Парадоксы от Роберта Саакянца

Архив 201409/10/2014

В издательстве “Коллаж” вышла в свет книга “Прерванный монолог”, где собраны “монологи” народного артиста Армении, режиссера-мультипликатора Роберта СААКЯНЦА (1950-2009).

Издание посвящено пятой годовщине смерти режиссера, внесшего большой вклад в армянскую мультипликацию. Он снял около 70 мультфильмов и клипов. В подавляющем большинстве Саакянц также был сценаристом и художником этих работ. Многие из них удостоены наград различных советских и зарубежных кинофестивалей во Франции, Италии, Испании, Германии, Японии. Роберт Саакянц разработал собственный стиль, сочетающий парадоксальный юмор, иронию и сарказм с сюрреалистическими пассажами. Он был одним из самых ярких и харизматичных лиц армянской культуры последнего времени. Он часто говорил то, что не говорили другие, не оглядываясь и, как правило, весьма хлестко и жестко. “Монологи” записала и расшифровала журналистка Анна Христафорян.

 

Предлагаем отрывки из монологов Роберта Саакянца.

 

О том, как Роберт стал мультипликатором

 

Когда мне все учителя говорили, что буду мультипликатором, я из принципа год не рисовал. Чтоб разучиться. Я изрисовал и раздарил учителям и одноклассникам полтора десятка общих тетрадей. Классный руководитель Венера Урубеловна говорила; “На тебе тройку. Все равно ты мультипликатором будешь”. А я — я только археологом буду! Еще не хватало мультипликацией заниматься! Потом вдруг Валентин Подпомогов по телевизору рассказывает, как снимал “Каплю меда”, а тогда он заканчивал “Тигры полосатые”. Мать моя увидела его и сказала мне, что он приглашает желающих учиться.
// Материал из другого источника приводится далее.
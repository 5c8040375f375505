//! Selection primitives: logic modifiers, wildcard patterns and text tests.
//!
//! Column and row selection in [`Dataset`](crate::dataset::Dataset) keep one
//! flag per column or row. Each selection call computes a *match* per item
//! and folds it into the existing flag with a [`Logic`] value:
//!
//! ```
//! use sdds::selection::Logic;
//!
//! let logic = Logic::OR | Logic::ZERO_PREVIOUS;
//! assert!(logic.apply(true, true));
//! assert!(!logic.apply(true, false));
//! assert!(Logic::AND.apply(true, true));
//! assert!(!(Logic::AND | Logic::NEGATE_MATCH).apply(true, true));
//! ```

use crate::types::SddsType;
use glob::{MatchOptions, Pattern};
use regex::Regex;
use std::fmt;
use std::ops::BitOr;
use std::sync::LazyLock;

/// Bit set of logic modifiers for selection calls.
#[derive(Clone, Copy, Default, PartialEq, Eq, Hash)]
pub struct Logic(u32);

impl Logic {
    /// `new = match` with no other modifiers.
    pub const REPLACE: Logic = Logic(0);
    pub const AND: Logic = Logic(0x1);
    pub const OR: Logic = Logic(0x2);
    pub const NEGATE_MATCH: Logic = Logic(0x4);
    pub const NEGATE_PREVIOUS: Logic = Logic(0x8);
    pub const NEGATE_EXPRESSION: Logic = Logic(0x10);
    pub const ONE_PREVIOUS: Logic = Logic(0x20);
    pub const ZERO_PREVIOUS: Logic = Logic(0x40);
    pub const NOCASE_COMPARE: Logic = Logic(0x80);
    pub const INDIRECT_MATCH: Logic = Logic(0x100);

    #[must_use]
    pub const fn bits(self) -> u32 {
        self.0
    }

    #[must_use]
    pub const fn from_bits(bits: u32) -> Self {
        Logic(bits)
    }

    #[must_use]
    pub const fn contains(self, other: Logic) -> bool {
        self.0 & other.0 == other.0
    }

    /// Fold one match result into the previous flag.
    #[must_use]
    pub fn apply(self, previous: bool, matched: bool) -> bool {
        let mut previous = if self.contains(Logic::ZERO_PREVIOUS) {
            false
        } else if self.contains(Logic::ONE_PREVIOUS) {
            true
        } else {
            previous
        };
        if self.contains(Logic::NEGATE_PREVIOUS) {
            previous = !previous;
        }
        let mut result = if self.contains(Logic::NEGATE_MATCH) {
            !matched
        } else {
            matched
        };
        if self.contains(Logic::AND) {
            result = result && previous;
        } else if self.contains(Logic::OR) {
            result = result || previous;
        }
        if self.contains(Logic::NEGATE_EXPRESSION) {
            result = !result;
        }
        result
    }

    #[must_use]
    pub fn case_sensitive(self) -> bool {
        !self.contains(Logic::NOCASE_COMPARE)
    }
}

impl BitOr for Logic {
    type Output = Logic;

    fn bitor(self, rhs: Logic) -> Logic {
        Logic(self.0 | rhs.0)
    }
}

impl fmt::Debug for Logic {
    fn fmt(&self, f: &mut fmt::Formatter<'_>) -> fmt::Result {
        const NAMES: [(Logic, &str); 9] = [
            (Logic::AND, "AND"),
            (Logic::OR, "OR"),
            (Logic::NEGATE_MATCH, "NEGATE_MATCH"),
            (Logic::NEGATE_PREVIOUS, "NEGATE_PREVIOUS"),
            (Logic::NEGATE_EXPRESSION, "NEGATE_EXPRESSION"),
            (Logic::ONE_PREVIOUS, "1_PREVIOUS"),
            (Logic::ZERO_PREVIOUS, "0_PREVIOUS"),
            (Logic::NOCASE_COMPARE, "NOCASE_COMPARE"),
            (Logic::INDIRECT_MATCH, "INDIRECT_MATCH"),
        ];
        let names: Vec<&str> = NAMES
            .iter()
            .filter(|(bit, _)| self.contains(*bit))
            .map(|(_, name)| *name)
            .collect();
        if names.is_empty() {
            f.write_str("Logic(REPLACE)")
        } else {
            write!(f, "Logic({})", names.join("|"))
        }
    }
}

/// Shell-style pattern: `*`, `?`, `[...]`, `[^...]` and `{a,b}`.
#[derive(Clone, Debug)]
pub struct WildcardPattern {
    text: String,
    alternatives: Vec<Alternative>,
}

#[derive(Clone, Debug)]
enum Alternative {
    Glob(Pattern),
    Literal(String),
}

impl WildcardPattern {
    #[must_use]
    pub fn new(text: &str) -> Self {
        let alternatives = expand_braces(text)
            .into_iter()
            .map(|alt| match Pattern::new(&translate(&alt)) {
                Ok(p) => Alternative::Glob(p),
                Err(_) => Alternative::Literal(alt),
            })
            .collect();
        Self {
            text: text.to_string(),
            alternatives,
        }
    }

    #[must_use]
    pub fn as_str(&self) -> &str {
        &self.text
    }

    #[must_use]
    pub fn matches(&self, candidate: &str, case_sensitive: bool) -> bool {
        let options = MatchOptions {
            case_sensitive,
            require_literal_separator: false,
            require_literal_leading_dot: false,
        };
        self.alternatives.iter().any(|alt| match alt {
            Alternative::Glob(p) => p.matches_with(candidate, options),
            Alternative::Literal(l) if case_sensitive => l == candidate,
            Alternative::Literal(l) => l.eq_ignore_ascii_case(candidate),
        })
    }
}

/// True if `text` uses any wildcard syntax.
#[must_use]
pub fn has_wildcards(text: &str) -> bool {
    text.contains(['*', '?', '[', '{'])
}

/// Rewrite SDDS wildcard syntax into `glob` syntax.
fn translate(pattern: &str) -> String {
    let mut out = String::with_capacity(pattern.len());
    let mut chars = pattern.chars().peekable();
    while let Some(c) = chars.next() {
        match c {
            '\\' => match chars.next() {
                Some(escaped @ ('*' | '?' | '[' | ']' | '{' | '}')) => {
                    out.push('[');
                    out.push(escaped);
                    out.push(']');
                }
                Some(other) => out.push(other),
                None => out.push('\\'),
            },
            '[' => {
                out.push('[');
                if chars.peek() == Some(&'^') {
                    chars.next();
                    out.push('!');
                }
            }
            // `glob` only accepts `**` as a whole path component.
            '*' => {
                out.push('*');
                while chars.peek() == Some(&'*') {
                    chars.next();
                }
            }
            c => out.push(c),
        }
    }
    out
}

/// Expand the first `{a,b,...}` group, recursively.
fn expand_braces(pattern: &str) -> Vec<String> {
    let Some(open) = pattern.find('{') else {
        return vec![pattern.to_string()];
    };
    let mut depth = 0;
    let mut close = None;
    for (i, c) in pattern[open..].char_indices() {
        match c {
            '{' => depth += 1,
            '}' => {
                depth -= 1;
                if depth == 0 {
                    close = Some(open + i);
                    break;
                }
            }
            _ => {}
        }
    }
    let Some(close) = close else {
        return vec![pattern.to_string()];
    };
    let (head, body, tail) = (&pattern[..open], &pattern[open + 1..close], &pattern[close + 1..]);
    let mut options = Vec::new();
    let mut depth = 0;
    let mut start = 0;
    for (i, c) in body.char_indices() {
        match c {
            '{' => depth += 1,
            '}' => depth -= 1,
            ',' if depth == 0 => {
                options.push(&body[start..i]);
                start = i + 1;
            }
            _ => {}
        }
    }
    options.push(&body[start..]);
    options
        .into_iter()
        .flat_map(|option| expand_braces(&format!("{head}{option}{tail}")))
        .collect()
}

/// How columns are named in a selection call.
#[derive(Clone, Debug)]
pub enum ColumnSelector {
    /// Exact names.
    Names(Vec<String>),
    /// Names separated by commas or whitespace.
    NamesString(String),
    /// Wildcard pattern, optionally limited to a type class.
    Matching(String),
}

impl ColumnSelector {
    /// Individual names or patterns named by this selector.
    #[must_use]
    pub fn items(&self) -> Vec<String> {
        match self {
            ColumnSelector::Names(names) => names.clone(),
            ColumnSelector::NamesString(text) => text
                .split(|c: char| c == ',' || c.is_whitespace())
                .filter(|s| !s.is_empty())
                .map(str::to_string)
                .collect(),
            ColumnSelector::Matching(pattern) => vec![pattern.clone()],
        }
    }
}

/// Type filter for name matching.
#[derive(Clone, Copy, Debug, Default, PartialEq, Eq)]
pub enum FindType {
    #[default]
    Any,
    Specified(SddsType),
    Numeric,
    Integer,
    Floating,
}

impl FindType {
    #[must_use]
    pub fn accepts(self, ty: SddsType) -> bool {
        match self {
            FindType::Any => true,
            FindType::Specified(t) => t == ty,
            FindType::Numeric => ty.is_numeric(),
            FindType::Integer => ty.is_integer(),
            FindType::Floating => ty.is_floating(),
        }
    }
}

/// Options for the numeric-text row test.
#[derive(Clone, Copy, Debug, Default, PartialEq, Eq)]
pub struct NumScanMode {
    /// Select rows that are *not* numeric.
    pub invert: bool,
    /// Require the whole field to be a number rather than a leading number.
    pub strict: bool,
}

/// What `strtod` accepts: decimal and hex floats, `inf`, `infinity` and
/// `nan`. Fortran `d` exponents are not numbers here.
const NUMBER: &str = concat!(
    r"[+-]?(?:0[xX](?:[0-9a-fA-F]+\.?[0-9a-fA-F]*|\.[0-9a-fA-F]+)(?:[pP][+-]?\d+)?",
    r"|(?:\d+\.?\d*|\.\d+)(?:[eE][+-]?\d+)?",
    r"|(?i:inf(?:inity)?|nan(?:\([0-9A-Za-z_]*\))?))",
);

static WHOLE_NUMBER: LazyLock<Regex> =
    LazyLock::new(|| Regex::new(&format!(r"^\s*(?:{NUMBER})\s*$")).expect("valid number pattern"));

static LEADING_NUMBER: LazyLock<Regex> =
    LazyLock::new(|| Regex::new(&format!(r"^\s*(?:{NUMBER})")).expect("valid number pattern"));

impl NumScanMode {
    /// Whether `text` passes the test, including inversion.
    #[must_use]
    pub fn selects(self, text: &str) -> bool {
        let numeric = if self.strict {
            WHOLE_NUMBER.is_match(text)
        } else {
            LEADING_NUMBER.is_match(text)
        };
        numeric != self.invert
    }
}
Я и пошел. Сразу наткнулся на Подпомогова. Был бы кто-то другой, не знаю, чем бы кончилось. Он увидел меня с пустыми руками и говорит: “Ну, ты принеси чего-нибудь. Нарисуй, принеси — посмотрим”. А я отвечаю: “Если я принесу, вы все равно не поверите, что это я сам”. Он обалдел: “Мне нравится твоя наглость. Заходи…” Нарисуй, говорит, конягу. Я нарисовал в разных ракурсах карикатурного коня. Он посмотрел и говорит: “С завтрашнего дня…” Так я стал ходить к нему.

Получалось как-то сразу. Четверым прорисовщикам дает работу — они все отказались. Чуть ли не хохмы ради (я там еще только несколько дней работал) говорит:

— А вот это вот сделаешь?

— В понедельник в час дня сдам!

В понедельник в час дня он подошел ко мне с часами и встал над головой. Я закончил и ровно с сигналами точного времени вручил ему сцену. Это была невероятная история! Подпомогову спасибо, что я пришел туда, что он во мне зародил какой-то кураж. И это было вот так, пока он не закончил фильм и не ушел.

Когда ушел, то потерял всякий интерес и к мультипликации, и к нам. Ну а мы — на улице. Каждый день приходили на студию — никому не нужны. Наконец, я пошел к Степану Андраникяну и говорю: “Возьмите нас двоих, меня и Вову Маиляна, обратно. Денег не нужно, мы будем бесплатно работать”. Оказывается, его это так тронуло, что он тут же нас взял. Благодаря Андраникяну, мы остались.

 

О том, как Робертне курил и не ругался

Это было в третьем классе. Был у нас Костя Калинин. Ругался! А я был такой тимуровец — костры гасил, которые опасно жгли рядом с деревянными заборами, ходил драться с теми, кто это делал, не позволял залезать в чужие сады рвать абрикосы, заодно не давал ругаться. И вот в споре я сказал, что никогда ругаться не буду. Где Костя Калинин, что он помнит, как проверит? Принципиально — не ругался и не ругаюсь! Это так, к чертам характера…

Где-то в шестом классе учительница французского языка увидела на моей парте окурок. Мерзкая была женщина! Сразу, не выясняя, стала что-то нести: “Вот! Куришь…” Ходит по классу и хамит. Я взорвался. Стал орать, что окурок не мой (он и не был моим). Я помню очень хорошо фразу, которую произнес. В бешенстве собрал портфель, закрыл его, выскочил из-за парты, ногой ударил в дверь и произнес: “Я не курил и курить не собираюсь!”. Ушел из этой школы совсем. Прошло почти пятьдесят лет. Но вот этот принцип остался. Я не курю. Никто не проверит, никто не спросит. Сказал — все!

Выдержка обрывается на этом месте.